Repo und Kreditvertrag, "Geld"

tar ⌂, Gehinnom, Sonntag, 14.08.2022, 02:20 (vor 622 Tagen) @ Ashitaka2102 Views

Ahoi,

Ja klar. Streng genommen (grundsätzlich) erwirbt die Zentralbank aber keine Wertpapiere (Staatsanleihen), sondern nimmt die Titel über die Laufzeit des Refinanzierungsgeschäfts (Repo-Geschäfts) nur als "notenbankfähige Sicherheit" in ihren Pfandpool rein. That's it.

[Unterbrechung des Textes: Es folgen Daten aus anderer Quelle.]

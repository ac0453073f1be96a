//! Postgres-backed [`MetadataStore`].

use async_trait::async_trait;
use sqlx::PgPool;

use super::{MetadataStore, StoreStats};
use crate::error::HarvestError;
use crate::migrate::POSTGRES_SCHEMA;
use crate::models::PdfRecord;

pub struct PgStore {
    pool: PgPool,
}

impl PgStore {
    pub fn new(pool: PgPool) -> Self {
        Self { pool }
    }
}

#[async_trait]
impl MetadataStore for PgStore {
    fn backend_name(&self) -> &'static str {
        "postgres"
    }

    async fn ensure_schema(&self) -> Result<(), HarvestError> {
        sqlx::query(POSTGRES_SCHEMA).execute(&self.pool).await?;
        Ok(())
    }

    async fn insert(&self, record: &PdfRecord) -> Result<i64, HarvestError> {
        self.ensure_schema().await?;

        let meta = &record.metadata;
        let mut tx = self.pool.begin().await?;
        // SERIAL ids decode as INT4
        let id: i32 = sqlx::query_scalar(
            r#"
            INSERT INTO pdf_metadata
                (path, title, author, subject, creator, creation_date, modification_date, content)
            VALUES ($1, $2, $3, $4, $5, $6, $7, $8)
            RETURNING id
            "#,
        )
        .bind(&record.path)
        .bind(&meta.title)
        .bind(&meta.author)
        .bind(&meta.subject)
        .bind(&meta.creator)
        .bind(meta.creation_date)
        .bind(meta.modification_date)
        .bind(&record.content)
        .fetch_one(&mut *tx)
        .await?;
        tx.commit().await?;

        Ok(i64::from(id))
    }

    async fn stats(&self) -> Result<StoreStats, HarvestError> {
        let (records, distinct_paths, with_creation_date): (i64, i64, i64) = sqlx::query_as(
            "SELECT COUNT(*), COUNT(DISTINCT path), COUNT(creation_date) FROM pdf_metadata",
        )
        .fetch_one(&self.pool)
        .await?;

        Ok(StoreStats {
            records,
            distinct_paths,
            with_creation_date,
        })
    }

    async fn close(&self) {
        self.pool.close().await;
    }
}
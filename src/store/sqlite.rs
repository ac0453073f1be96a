//! SQLite-backed [`MetadataStore`].

use async_trait::async_trait;
use sqlx::SqlitePool;

use super::{MetadataStore, StoreStats};
use crate::error::HarvestError;
use crate::migrate::SQLITE_SCHEMA;
use crate::models::PdfRecord;

pub struct SqliteStore {
    pool: SqlitePool,
}

impl SqliteStore {
    pub fn new(pool: SqlitePool) -> Self {
        Self { pool }
    }

    pub fn pool(&self) -> &SqlitePool {
        &self.pool
    }
}

#[async_trait]
impl MetadataStore for SqliteStore {
    fn backend_name(&self) -> &'static str {
        "sqlite"
    }

    async fn ensure_schema(&self) -> Result<(), HarvestError> {
        sqlx::query(SQLITE_SCHEMA).execute(&self.pool).await?;
        Ok(())
    }

    async fn insert(&self, record: &PdfRecord) -> Result<i64, HarvestError> {
        self.ensure_schema().await?;

        let meta = &record.metadata;
        let mut tx = self.pool.begin().await?;
        let id: i64 = sqlx::query_scalar(
            r#"
            INSERT INTO pdf_metadata
                (path, title, author, subject, creator, creation_date, modification_date, content)
            VALUES (?, ?, ?, ?, ?, ?, ?, ?)
            RETURNING id
            "#,
        )
        .bind(&record.path)
        .bind(&meta.title)
        .bind(&meta.author)
        .bind(&meta.subject)
        .bind(&meta.creator)
        .bind(meta.creation_date)
        .bind(meta.modification_date)
        .bind(&record.content)
        .fetch_one(&mut *tx)
        .await?;
        tx.commit().await?;

        Ok(id)
    }

    async fn stats(&self) -> Result<StoreStats, HarvestError> {
        let (records, distinct_paths, with_creation_date): (i64, i64, i64) = sqlx::query_as(
            "SELECT COUNT(*), COUNT(DISTINCT path), COUNT(creation_date) FROM pdf_metadata",
        )
        .fetch_one(&self.pool)
        .await?;

        Ok(StoreStats {
            records,
            distinct_paths,
            with_creation_date,
        })
    }

    async fn close(&self) {
        self.pool.close().await;
    }
}
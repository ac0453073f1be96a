//! Row counts for the `pdf_metadata` table, printed by `pdfmeta stats`.

use anyhow::Result;

use crate::config::Config;
use crate::store::{self, MetadataStore, StoreStats};

pub async fn run_stats(config: &Config) -> Result<()> {
    let store = store::open(config).await?;
    let result = collect(store.as_ref()).await;
    store.close().await;
    let stats = result?;

    println!("pdf_metadata ({})", store.backend_name());
    println!("  records: {}", stats.records);
    println!("  distinct paths: {}", stats.distinct_paths);
    println!("  with creation date: {}", stats.with_creation_date);

    Ok(())
}

async fn collect(store: &dyn MetadataStore) -> Result<StoreStats> {
    store.ensure_schema().await?;
    Ok(store.stats().await?)
}
use anyhow::Result;
use globset::{Glob, GlobSet, GlobSetBuilder};
use std::path::{Path, PathBuf};
use walkdir::WalkDir;

use crate::config::ScanConfig;

/// Returns every `.pdf` file (case-insensitive) under `root`, in
/// lexicographic walk order. Files are never opened here.
///
/// Symlinked files are always listed; symlinked directories are only
/// descended into when `follow_symlinks` is set.
pub fn find_pdfs(root: &Path, scan: &ScanConfig) -> Result<Vec<PathBuf>> {
    let exclude_set = build_globset(&scan.exclude_globs)?;

    let mut found = Vec::new();

    let walker = WalkDir::new(root)
        .follow_links(scan.follow_symlinks)
        .sort_by_file_name();
    for entry in walker {
        let entry = match entry {
            Ok(entry) => entry,
            Err(e) => {
                tracing::warn!(error = %e, "skipping unreadable directory entry");
                continue;
            }
        };
        let is_file = entry.file_type().is_file()
            || (entry.path_is_symlink() && entry.path().is_file());
        if !is_file {
            continue;
        }

        let path = entry.path();
        if !is_pdf(path) {
            continue;
        }

        let relative = path.strip_prefix(root).unwrap_or(path);
        if exclude_set.is_match(relative) {
            continue;
        }

        found.push(path.to_path_buf());
    }

    Ok(found)
}

pub fn is_pdf(path: &Path) -> bool {
    path.file_name()
        .map(|n| n.to_string_lossy().to_lowercase().ends_with(".pdf"))
        .unwrap_or(false)
}

fn build_globset(patterns: &[String]) -> Result<GlobSet> {
    let mut builder = GlobSetBuilder::new();
    for pattern in patterns {
        builder.add(Glob::new(pattern)?);
    }
    Ok(builder.build()?)
}

#[cfg(test)]
mod tests {
    use super::*;
    use std::fs;
    use tempfile::TempDir;

    fn names(root: &Path, paths: &[PathBuf]) -> Vec<String> {
        paths
            .iter()
            .map(|p| p.strip_prefix(root).unwrap().to_string_lossy().replace('\\', "/"))
            .collect()
    }

    #[test]
    fn suffix_match_is_case_insensitive() {
        assert!(is_pdf(Path::new("a/report.pdf")));
        assert!(is_pdf(Path::new("a/REPORT.PDF")));
        assert!(is_pdf(Path::new("Scan.Pdf")));
        assert!(!is_pdf(Path::new("notes.pdf.txt")));
        assert!(!is_pdf(Path::new("pdf")));
    }

    #[test]
    fn walks_subdirectories_in_sorted_order() {
        let tmp = TempDir::new().unwrap();
        let root = tmp.path();
        fs::create_dir_all(root.join("b/nested")).unwrap();
        fs::create_dir_all(root.join("a")).unwrap();
        fs::write(root.join("z.pdf"), b"").unwrap();
        fs::write(root.join("b/nested/deep.PDF"), b"").unwrap();
        fs::write(root.join("a/first.pdf"), b"").unwrap();
        fs::write(root.join("a/readme.md"), b"").unwrap();
        fs::write(root.join("b/image.png"), b"").unwrap();

        let found = find_pdfs(root, &ScanConfig::default()).unwrap();
        assert_eq!(
            names(root, &found),
            vec!["a/first.pdf", "b/nested/deep.PDF", "z.pdf"]
        );
    }

    #[test]
    fn directories_named_like_pdfs_are_ignored() {
        let tmp = TempDir::new().unwrap();
        fs::create_dir_all(tmp.path().join("folder.pdf")).unwrap();
        fs::write(tmp.path().join("folder.pdf/inner.pdf"), b"").unwrap();

        let found = find_pdfs(tmp.path(), &ScanConfig::default()).unwrap();
        assert_eq!(names(tmp.path(), &found), vec!["folder.pdf/inner.pdf"]);
    }

    #[test]
    fn exclude_globs_are_applied() {
        let tmp = TempDir::new().unwrap();
        let root = tmp.path();
        fs::create_dir_all(root.join("archive")).unwrap();
        fs::write(root.join("archive/old.pdf"), b"").unwrap();
        fs::write(root.join("keep.pdf"), b"").unwrap();

        let scan = ScanConfig {
            exclude_globs: vec!["archive/**".to_string()],
            follow_symlinks: false,
        };
        let found = find_pdfs(root, &scan).unwrap();
        assert_eq!(names(root, &found), vec!["keep.pdf"]);
    }

    #[test]
    fn hidden_directories_are_scanned_without_excludes() {
        let tmp = TempDir::new().unwrap();
        let root = tmp.path();
        fs::create_dir_all(root.join(".git/objects")).unwrap();
        fs::write(root.join(".git/objects/blob.pdf"), b"").unwrap();
        fs::write(root.join("keep.pdf"), b"").unwrap();

        let found = find_pdfs(root, &ScanConfig::default()).unwrap();
        assert_eq!(names(root, &found), vec![".git/objects/blob.pdf", "keep.pdf"]);
    }

    #[cfg(unix)]
    #[test]
    fn symlinked_files_are_listed_without_following_directories() {
        use std::os::unix::fs::symlink;

        let outside = TempDir::new().unwrap();
        fs::write(outside.path().join("real.pdf"), b"").unwrap();
        fs::write(outside.path().join("other.pdf"), b"").unwrap();

        let tmp = TempDir::new().unwrap();
        let root = tmp.path();
        symlink(outside.path().join("real.pdf"), root.join("link.pdf")).unwrap();
        symlink(outside.path(), root.join("linked_dir")).unwrap();
        symlink(root.join("gone.pdf"), root.join("dangling.pdf")).unwrap();

        let found = find_pdfs(root, &ScanConfig::default()).unwrap();
        assert_eq!(names(root, &found), vec!["link.pdf"]);

        let follow = ScanConfig {
            exclude_globs: Vec::new(),
            follow_symlinks: true,
        };
        let found = find_pdfs(root, &follow).unwrap();
        assert_eq!(
            names(root, &found),
            vec!["link.pdf", "linked_dir/other.pdf", "linked_dir/real.pdf"]
        );
    }
}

Dieses Prozedere gleicht dann dem Kreditvertrag bei einer Geschäftsbank. Da befindet sich die Sicherheit (bspw. die eingetragene Grundschuld) auch innerhalb der aktivierten Forderung der Geschäftsbank ggü. ihrem Schuldner, wird aber selbst nicht aktiviert. Sie bildet stets nur ein potentielles Vermögenseingriffsrecht beim Kreditausfall. Das wundert mich hier jedoch, da somit eben nicht explizit ein Kaufgeschäft (inkl. terminierten Rückkauf), sondern, wie Beo2 anmerkte, ein reines Kreditgeschäft (mit üblichem Termin) stattfindet. Hier scheint es folglich an sich erstmal keinen Unterschied zu geben, außer dass die Haftungsmasse des Schuldners auf das konkrete Wertpapier selbst begrenzt ist. Kann man das so vereinfacht darstellen?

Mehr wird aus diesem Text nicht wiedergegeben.